京都の法衣商の家に生まれた鉄斎は、儒学や国学、仏教などを広く学びながら、南宗画、やまと絵など多様な絵画技法を独学で身につけた。その大胆な構図や墨技、色彩鮮やかな絵画は高く評価され、1917年には画家としての最高の栄誉とされた帝室技芸員となった。

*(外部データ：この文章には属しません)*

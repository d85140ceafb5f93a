//! Plain-text rendering of the log views.

#![allow(clippy::print_stdout)]

use crate::constants::{TIMESTAMP_FORMAT, confidence::DECIMAL_PLACES};
use crate::report::summary::{category_distribution, daily_counts, summarize};
use crate::store::DetectionRecord;

const NAME_WIDTH: usize = 28;
const CATEGORY_WIDTH: usize = 10;

/// Print summary metrics, daily counts, category distribution, and the
/// record table for an already-filtered record set (newest-first).
pub fn print_report(records: &[DetectionRecord]) {
    let summary = summarize(records);

    println!("Summary");
    println!("  Total detections:  {}", summary.total_detections);
    println!("  Unique species:    {}", summary.unique_species);
    match summary.mean_confidence_pct {
        Some(mean) => println!(
            "  Avg. confidence:   {mean:.prec$}%",
            prec = DECIMAL_PLACES
        ),
        None => println!("  Avg. confidence:   N/A"),
    }

    if records.is_empty() {
        return;
    }

    println!();
    println!("Daily detections");
    for (date, count) in daily_counts(records) {
        println!("  {date}  {count:>5}  {}", "#".repeat(count.min(40)));
    }

    println!();
    println!("Categories");
    for (category, count) in category_distribution(records) {
        #[allow(clippy::cast_precision_loss)]
        let pct = count as f64 / records.len() as f64 * 100.0;
        println!(
            "  {category:<width$}  {count:>5}  ({pct:.1}%)",
            width = CATEGORY_WIDTH
        );
    }

    println!();
    println!(
        "{:<19}  {:<name$}  {:<cat$}  Confidence",
        "Timestamp",
        "Species",
        "Category",
        name = NAME_WIDTH,
        cat = CATEGORY_WIDTH,
    );
    for record in records {
        println!(
            "{}  {:<name$}  {:<cat$}  {:>6.prec$}%",
            record.timestamp.format(TIMESTAMP_FORMAT),
            record.class_name,
            record.category,
            record.confidence_score * 100.0,
            name = NAME_WIDTH,
            cat = CATEGORY_WIDTH,
            prec = DECIMAL_PLACES,
        );
    }
}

今回展示されているのは52点。「蘇子笠屐図(そしりゅうげきず)」は鉄斎が敬愛した北宋時代の文人・蘇軾(そしょく)を描いたもの。どこかユーモラスなひょうひょうとした姿は、雨に降られ、農家でげた(屐)と笠を借りて歩く姿を笑われた、という故事から。鉄斎はこうした画題の出典を「賛(さん)」(余白に書いた文章)として添えたのが特徴で、「わしの画を見るなら、まず賛を読んでくれ」と述べていたという。
「出山釈迦図」は悟りを開けず失意のうちにある釈迦の姿で、鉄斎は早世した息子の追善に描いた作品にもこのモチーフを用いた。「寿老図」の表情は鉄斎に似て、自画像とも考えられている。また、辛亥(しんがい)革命を逃れて日本に亡命した中国の学者、羅振玉と交流を重ね、展示には2人の合作による作品も並ぶ。
人物や山水など文人らしい作品が並ぶ中でとりわけ印象的なのは、親交のあった知人に送った礼状だ。海産物のお礼に鉄斎が送った「鮮魚図」には、生きのよいマトウダイなどがのびのびと描かれ、大家の気取らない素顔と自由な精神性をうかがわせる。
5月19日まで。4月29日、5月6日を除く月曜日と、4月30日、5月7日は休館。一般630円など。4月28日午後2時からは担当学芸員都甲さやかさんが講演、5月12日午後2時からは清荒神清澄寺鉄斎美術館の元学芸員奥田素子さんが講演する。いずれも先着定員100人。問い合わせは大和文華館(0742・45・0544)へ。